IDF Day 1 - Sean Maloney demos Larrabee
Manufacturer: Intel
Intel has been publicly talking about
Larrabee for two years now and we got to see the first live demonstration of working silicon during Sean Maloney's keynote. This was a day we had been waiting for ever since the first Larrabee details came to light, but we frankly came away sorely underwhelmed.
Maloney invited Bill Mark, a senior research scientist at Intel, onto the stage to show off Larrabee for the first time. He showed the a similar demo to the one I've seen for the past four or five years, only this time it ran incredibly poorly. It was the real-time ray traced
Enemy Territory: Quake Wars demo shown at
last year's conference.
To say that the demo looked nothing special would be an understatement. Not only was the frame rate poor - which became hugely apparent when aircraft flew across the scene - but the water looked like someone had an accident with a tub of KY Jelly.

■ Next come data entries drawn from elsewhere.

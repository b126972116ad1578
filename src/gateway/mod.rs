//! Payment gateway port
//!
//! Hosted checkout sessions: creation for top-ups and retrieval for
//! verification. [`StripeGateway`] talks to a Stripe-compatible API.

mod stripe;

pub use stripe::StripeGateway;

use async_trait::async_trait;
use serde::Deserialize;
use std::collections::BTreeMap;

use crate::domain::Currency;

/// Longest session id accepted from callers
pub const MAX_SESSION_ID_LEN: usize = 255;

/// Whether `id` looks like a gateway session id: non-empty ASCII
/// alphanumerics and underscores only.
///
/// Session ids are placed in request paths, so anything else is refused
/// before a request is built.
pub fn is_valid_session_id(id: &str) -> bool {
    !id.is_empty()
        && id.len() <= MAX_SESSION_ID_LEN
        && id.bytes().all(|b| b.is_ascii_alphanumeric() || b == b'_')
}

/// Errors from the payment gateway
#[derive(Debug, Clone, PartialEq, thiserror::Error)]
pub enum GatewayError {
    #[error("Payment session not found: {0}")]
    SessionNotFound(String),

    #[error("Payment gateway unavailable: {0}")]
    Unavailable(String),
}

impl GatewayError {
    pub fn code(&self) -> &'static str {
        match self {
            GatewayError::SessionNotFound(_) => "session_not_found",
            GatewayError::Unavailable(_) => "gateway_unavailable",
        }
    }
}

/// A checkout session as reported by the gateway.
///
/// Amounts are in minor units; `currency` is whatever case the gateway uses.
#[derive(Debug, Clone, Default, PartialEq, Deserialize)]
pub struct CheckoutSession {
    pub id: String,
    #[serde(default)]
    pub payment_status: String,
    #[serde(default)]
    pub amount_total: Option<i64>,
    #[serde(default)]
    pub amount_subtotal: Option<i64>,
    #[serde(default)]
    pub currency: Option<String>,
    #[serde(default)]
    pub metadata: BTreeMap<String, String>,
    #[serde(default)]
    pub url: Option<String>,
}

impl CheckoutSession {
    pub fn is_paid(&self) -> bool {
        self.payment_status.eq_ignore_ascii_case("paid")
    }

    /// Total if present, else subtotal
    pub fn amount_minor_units(&self) -> Option<i64> {
        self.amount_total.or(self.amount_subtotal)
    }
}

/// Parameters for a single-line-item hosted checkout.
#[derive(Debug, Clone, PartialEq)]
pub struct NewCheckoutSession {
    pub amount_minor_units: i64,
    pub currency: Currency,
    pub product_name: String,
    pub success_url: String,
    pub cancel_url: String,
    pub metadata: BTreeMap<String, String>,
}

#[async_trait]
pub trait PaymentGateway: Send + Sync {
    async fn get_session(&self, session_id: &str) -> Result<CheckoutSession, GatewayError>;

    async fn create_session(&self, request: NewCheckoutSession) -> Result<CheckoutSession, GatewayError>;
}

Mark said that the water effect was achieved with just ten lines of shader code and, boy, that was pretty obvious to us. Yes, it was less complex in terms of code, but the result was something we would only have been happy with about five years ago. What made matters worse was the fact that Maloney said the system was also running a next-generation
Gulftown CPU, which features six cores and 12 threads, and is expected to launch early next year. This wasn't the best way to show off your major new product launches for the first half of next year.